L'interview de la semaine 


© JM. Grimaldi

La Lupi : enseignante par vocation 

 

La Lupi est un personnage du flamenco qui mérite le détour. Un style inimitable et une flamencura à fleur de peau font de cette excellente danseuse qui a fait de l'enseignement son métier une perle dans le panorama du flamenco actuel. A Mont-de-Marsan elle a ravi débutants et initiés en leur inculquant avant tout le compas. Quitte à passer une demi-heure à répéter sans relâche les palmas jusqu'à ce que tous les élèves l'aient bien compris et aient le compas dentro. Dans ses cours La Lupi parle du flamenco, et de ce qui fait son essence, et surtout elle explique. Elle explique par exemple la structure de la solea por buleria, pourquoi elle se termine por buleria, pourquoi c'est si important d'écouter et de respecter la musique et le chant lorsque l'on danse. Un enseignement d'une authenticité remarquable, sans brusquer les élèves, toujours dans la bonne humeur, celui que l'on cherchait depuis longtemps...A l'heure où de plus en plus de stages sont organisés ici et là, nous c'est La Lupi que l'on aimerait voir venir près de chez nous.


Lupi c'est ton nom d'artiste, mais comment t'appelles-tu dans la vraie vie ?

Susana LUPIAÑEZ PINTO. En fait depuis toute petite, comme mon nom était compliqué, on m'appelait "Lupi, Lupi, Lupi" à l'école, et j'ai gardé ce nom.

Tu es de Malaga, peux-tu me parler de ta rencontre avec le flamenco ?

Je suis de Malaga où il y a du cante, du toque, du baile...Il y a eu de grands bailaors. Il y avait EL DUENDE, qui était un grand danseur de l'époque, Paquito VARGAS.... Mais il se trouve qu'il n'y avait pas de grande école où apprendre le flamenco. Alors je me suis intégrée au monde du flamenco via les tablaos depuis que je suis toute petite, puis en intégrant l'Institut Supérieur de Danse où je suis restée jusqu'à l'âge de 18 ans. A côté de l'école bien sûr, j'allais aussi dans les tablaos, à toutes les fêtes où je pouvais rencontrer les flamencos pour apprendre étant donné qu'il n'y avait aucune école.

As-tu de la famille dans le monde du flamenco ?

Non. Mon grand-père du côté de ma mère chantait très bien. Il chantait et il adorait le cante flamenco. Mon père était un grand aficionado au flamenco, et je me levais le matin en écoutant Porrina DE BADAJOZ, Pepe PINTO, Pepe MARCHENA, Manolo CARACOL...Il y avait de l'aficion chez moi. Ma sœur est aussi une grande admiratrice de CAMARON.
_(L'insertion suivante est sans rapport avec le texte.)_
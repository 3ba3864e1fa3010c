//! Keyed, append-only record archive.
//!
//! Layout: an 8-byte magic followed by records of
//! `[u32 key_len][key][u64 payload_len][bincode payload]`, little-endian.
//! Every append is flushed, so a reader only ever sees whole records plus at
//! most one truncated tail, which it ignores.

use crate::DreError;
use bincode::{Decode, Encode};
use rustc_hash::{FxHashMap, FxHashSet};
use std::fs::File;
use std::io::{BufReader, BufWriter, ErrorKind, Read, Seek, SeekFrom, Write};
use std::marker::PhantomData;
use std::path::{Path, PathBuf};

const MAGIC: &[u8; 8] = b"DREARC01";

pub struct ArchiveWriter<T> {
    path: PathBuf,
    writer: BufWriter<File>,
    keys: FxHashSet<String>,
    _marker: PhantomData<T>,
}

impl<T: Encode> ArchiveWriter<T> {
    /// Create (or truncate) an archive at `path`.
    pub fn create(path: &Path) -> Result<Self, DreError> {
        let file = File::create(path)?;
        let mut writer = BufWriter::new(file);
        writer.write_all(MAGIC)?;
        writer.flush()?;
        Ok(Self {
            path: path.to_path_buf(),
            writer,
            keys: FxHashSet::default(),
            _marker: PhantomData,
        })
    }

    pub fn append(&mut self, key: &str, value: &T) -> Result<(), DreError> {
        if self.keys.contains(key) {
            return Err(DreError::Archive(format!(
                "duplicate key {} in {}",
                key,
                self.path.display()
            )));
        }
        let payload = bincode::encode_to_vec(value, bincode::config::standard())?;
        let key_bytes = key.as_bytes();
        self.writer.write_all(&(key_bytes.len() as u32).to_le_bytes())?;
        self.writer.write_all(key_bytes)?;
        self.writer.write_all(&(payload.len() as u64).to_le_bytes())?;
        self.writer.write_all(&payload)?;
        self.writer.flush()?;
        self.keys.insert(key.to_string());
        Ok(())
    }

    pub fn len(&self) -> usize {
        self.keys.len()
    }

    pub fn is_empty(&self) -> bool {
        self.keys.is_empty()
    }

    pub fn path(&self) -> &Path {
        &self.path
    }

    pub fn finish(mut self) -> Result<(), DreError> {
        self.writer.flush()?;
        Ok(())
    }
}

pub struct ArchiveReader<T> {
    path: PathBuf,
    reader: BufReader<File>,
    keys: Vec<String>,
    index: FxHashMap<String, (u64, u64)>,
    _marker: PhantomData<T>,
}

impl<T: Decode<()>> ArchiveReader<T> {
    pub fn open(path: &Path) -> Result<Self, DreError> {
        let mut reader = BufReader::new(File::open(path)?);
        let index = scan(&mut reader, path)?;
        let mut keys: Vec<String> = index.keys().cloned().collect();
        keys.sort();
        Ok(Self {
            path: path.to_path_buf(),
            reader,
            keys,
            index,
            _marker: PhantomData,
        })
    }

    /// Entry names in sorted order.
    pub fn keys(&self) -> &[String] {
        &self.keys
    }

    pub fn len(&self) -> usize {
        self.keys.len()
    }

    pub fn is_empty(&self) -> bool {
        self.keys.is_empty()
    }

    pub fn contains(&self, key: &str) -> bool {
        self.index.contains_key(key)
    }

    pub fn path(&self) -> &Path {
        &self.path
    }

    pub fn get(&mut self, key: &str) -> Result<Option<T>, DreError> {
        let Some(&(offset, len)) = self.index.get(key) else {
            return Ok(None);
        };
        self.reader.seek(SeekFrom::Start(offset))?;
        let mut payload = vec![0u8; len as usize];
        self.reader.read_exact(&mut payload)?;
        let (value, _): (T, usize) =
            bincode::decode_from_slice(&payload, bincode::config::standard())?;
        Ok(Some(value))
    }

    pub fn first(&mut self) -> Result<Option<(String, T)>, DreError> {
        let Some(key) = self.keys.first().cloned() else {
            return Ok(None);
        };
        Ok(self.get(&key)?.map(|v| (key, v)))
    }
}

/// Index every complete record: key -> (payload offset, payload length).
fn scan(
    reader: &mut BufReader<File>,
    path: &Path,
) -> Result<FxHashMap<String, (u64, u64)>, DreError> {
    let file_len = reader.get_ref().metadata()?.len();
    let mut magic = [0u8; 8];
    match reader.read_exact(&mut magic) {
        Ok(()) if &magic == MAGIC => {}
        Ok(()) => {
            return Err(DreError::Archive(format!(
                "{} is not a dre archive",
                path.display()
            )));
        }
        Err(e) if e.kind() == ErrorKind::UnexpectedEof => {
            return Err(DreError::Archive(format!("{} is empty", path.display())));
        }
        Err(e) => return Err(e.into()),
    }

    let mut index = FxHashMap::default();
    let mut pos = MAGIC.len() as u64;
    loop {
        let mut len_buf = [0u8; 4];
        if read_or_eof(reader, &mut len_buf)?.is_none() {
            break;
        }
        let key_len = u32::from_le_bytes(len_buf) as u64;
        if pos + 4 + key_len > file_len {
            break;
        }
        let mut key_buf = vec![0u8; key_len as usize];
        if read_or_eof(reader, &mut key_buf)?.is_none() {
            break;
        }
        let mut size_buf = [0u8; 8];
        if read_or_eof(reader, &mut size_buf)?.is_none() {
            break;
        }
        let payload_len = u64::from_le_bytes(size_buf);
        let payload_offset = pos + 4 + key_len + 8;
        if payload_offset + payload_len > file_len {
            break;
        }
        let key = String::from_utf8(key_buf).map_err(|e| {
            DreError::Archive(format!("bad key in {}: {}", path.display(), e))
        })?;
        reader.seek(SeekFrom::Start(payload_offset + payload_len))?;
        index.insert(key, (payload_offset, payload_len));
        pos = payload_offset + payload_len;
    }
    if pos < file_len {
        tracing::warn!(
            "{}: ignoring {} trailing bytes of an incomplete record",
            path.display(),
            file_len - pos
        );
    }
    Ok(index)
}

fn read_or_eof(reader: &mut BufReader<File>, buf: &mut [u8]) -> Result<Option<()>, DreError> {
    match reader.read_exact(buf) {
        Ok(()) => Ok(Some(())),
        Err(e) if e.kind() == ErrorKind::UnexpectedEof => Ok(None),
        Err(e) => Err(e.into()),
    }
}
As-tu des origines gitanes ?

Non, mais j'adorerais car j'aime être racée. Tout le monde me dit que j'ai quelque chose, et ça me plaît que tu me le dises.

Qui sont tes maîtres de référence ?

Je dois beaucoup à Manuela MARTINEZ car c'est une grande danseuse de ballet espagnol qui m'a enseigné la technique corporelle. Mais je n'ai pas eu de maestro dans ma vie. 80% de ce que je sais, je l'ai appris en travaillant seule. Ensuite j'ai suivi beaucoup de stages, j'ai étudié une année entière avec Carmela GRECO, avec Cristobal REYES, avec Paco ROMERO...mais je n'ai jamais eu de modèle dans ma vie. Ce n'est pas beau à dire, mais je suis un peu autodidacte.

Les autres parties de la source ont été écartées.